EXERCISE GOAL:
Please write out, exactly, every line of the listing from its first line through the one that includes "use tracing::info;".

DATA FOR ANALYSIS:
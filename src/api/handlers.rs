use axum::Json;
use axum::extract::State;
use axum::extract::rejection::JsonRejection;
use chrono::Local;
use serde::{Deserialize, Deserializer};
use serde_json::{Value, json};
use tracing::info;

use crate::api::AppState;
use crate::api::error::ApiError;
use crate::core::job::{JobPayload, JobRequest};
use crate::core::queue::StatusSnapshot;
use crate::source::fetch::parse_url;
use crate::source::image::{DecodedImage, decode};
use crate::source::weather::render_weather;

/// Missing field stays `None`; an explicit `null` becomes `Some(None)`.
fn explicit_null<'de, D>(deserializer: D) -> Result<Option<Option<f64>>, D::Error>
where
    D: Deserializer<'de>,
{
    Option::<f64>::deserialize(deserializer).map(Some)
}

/// Longest text accepted for scrolling, in characters
const MAX_TEXT_CHARS: usize = 1024;

fn default_template() -> String {
    "current".to_string()
}

#[derive(Debug, Deserialize)]
pub struct ShowImageRequest {
    pub url: String,
    #[serde(default, deserialize_with = "explicit_null")]
    pub duration: Option<Option<f64>>,
}

#[derive(Debug, Deserialize)]
pub struct ShowTextRequest {
    #[serde(default)]
    pub text: String,
    #[serde(default, deserialize_with = "explicit_null")]
    pub duration: Option<Option<f64>>,
}

#[derive(Debug, Deserialize)]
pub struct ShowWeatherRequest {
    #[serde(default = "default_template")]
    pub template: String,
    #[serde(default, deserialize_with = "explicit_null")]
    pub duration: Option<Option<f64>>,
}

fn body<T>(payload: Result<Json<T>, JsonRejection>) -> Result<T, ApiError> {
    payload
        .map(|Json(req)| req)
        .map_err(|e| ApiError::BadRequest(e.body_text()))
}

async fn blocking<T, F>(work: F) -> Result<T, ApiError>
where
    F: FnOnce() -> T + Send + 'static,
    T: Send + 'static,
{
    tokio::task::spawn_blocking(work)
        .await
        .map_err(|e| ApiError::Internal(e.to_string()))
}

pub async fn status(State(state): State<AppState>) -> Json<StatusSnapshot> {
    Json(state.manager.status())
}

pub async fn clear(State(state): State<AppState>) -> Result<Json<Value>, ApiError> {
    let job_id = state.manager.clear()?;
    info!("Queued clear as job {}", job_id);
    Ok(Json(json!({ "ok": true })))
}

pub async fn stop(State(state): State<AppState>) -> Json<Value> {
    state.manager.cancel_current();
    Json(json!({ "ok": true }))
}

pub async fn show_image(
    State(state): State<AppState>,
    payload: Result<Json<ShowImageRequest>, JsonRejection>,
) -> Result<Json<Value>, ApiError> {
    let req = body(payload)?;
    let duration = state.duration(req.duration)?;
    let url = parse_url(&req.url)?;

    let bytes = state.fetcher.fetch(url).await?;
    let decoded = blocking(move || decode(&bytes)).await??;
    let animated = decoded.is_animated();
    let payload = match decoded {
        DecodedImage::Still(pixmap) => JobPayload::Image(pixmap),
        DecodedImage::Animated(frames) => JobPayload::Animation(frames),
    };

    let job_id = state
        .manager
        .enqueue(JobRequest::new(payload).with_duration(duration))?;
    info!(
        "Queued {} job {} from {}",
        if animated { "animation" } else { "image" },
        job_id,
        req.url
    );
    Ok(Json(json!({ "ok": true, "job_id": job_id, "animated": animated })))
}

pub async fn show_text(
    State(state): State<AppState>,
    payload: Result<Json<ShowTextRequest>, JsonRejection>,
) -> Result<Json<Value>, ApiError> {
    let req = body(payload)?;
    if req.text.trim().is_empty() {
        return Err(ApiError::BadRequest("text must not be empty".to_string()));
    }
    if req.text.chars().count() > MAX_TEXT_CHARS {
        return Err(ApiError::BadRequest(format!(
            "text must be at most {} characters",
            MAX_TEXT_CHARS
        )));
    }
    let duration = state.duration(req.duration)?;
    let renderer = state.text.clone().ok_or(ApiError::NoFont)?;

    let height = state.height;
    let text = req.text;
    let strip = blocking(move || renderer.render_strip(&text, height)).await??;

    let job_id = state
        .manager
        .enqueue(JobRequest::new(JobPayload::Text(strip)).with_duration(duration))?;
    info!("Queued text job {}", job_id);
    Ok(Json(json!({ "ok": true, "job_id": job_id })))
}

pub async fn show_weather(
    State(state): State<AppState>,
    payload: Result<Json<ShowWeatherRequest>, JsonRejection>,
) -> Result<Json<Value>, ApiError> {
    let req = body(payload)?;
    if req.template.chars().count() > MAX_TEXT_CHARS {
        return Err(ApiError::BadRequest(format!(
            "template must be at most {} characters",
            MAX_TEXT_CHARS
        )));
    }
    let duration = state.duration(req.duration)?;
    let renderer = state.text.clone().ok_or(ApiError::NoFont)?;

    let (w, h) = (state.width, state.height);
    let template = req.template;
    let frame = blocking(move || render_weather(&renderer, &template, w, h, Local::now())).await??;

    let job_id = state
        .manager
        .enqueue(JobRequest::new(JobPayload::Weather(frame)).with_duration(duration))?;
    info!("Queued weather job {}", job_id);
    Ok(Json(json!({ "ok": true, "job_id": job_id })))
}
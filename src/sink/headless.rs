/// Headless output: frames are counted and dropped.
use tiny_skia::Pixmap;
use tracing::trace;

use crate::sink::{PixelSink, SinkError, check_size};

pub struct HeadlessSink {
    width: u32,
    height: u32,
    frames: u64,
}

impl HeadlessSink {
    pub fn new(width: u32, height: u32) -> Self {
        Self {
            width,
            height,
            frames: 0,
        }
    }
}

impl PixelSink for HeadlessSink {
    fn width(&self) -> u32 {
        self.width
    }

    fn height(&self) -> u32 {
        self.height
    }

    fn show(&mut self, frame: &Pixmap) -> Result<(), SinkError> {
        check_size(frame, self.width, self.height)?;
        self.frames += 1;
        trace!("Headless frame {}", self.frames);
        Ok(())
    }

    fn blank(&mut self) -> Result<(), SinkError> {
        trace!("Headless blank");
        Ok(())
    }
}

ANSWER TO THE EXERCISE:
filename src/api/handlers.rs
use axum::Json;
use axum::extract::State;
use axum::extract::rejection::JsonRejection;
use chrono::Local;
use serde::{Deserialize, Deserializer};
use serde_json::{Value, json};
use tracing::info;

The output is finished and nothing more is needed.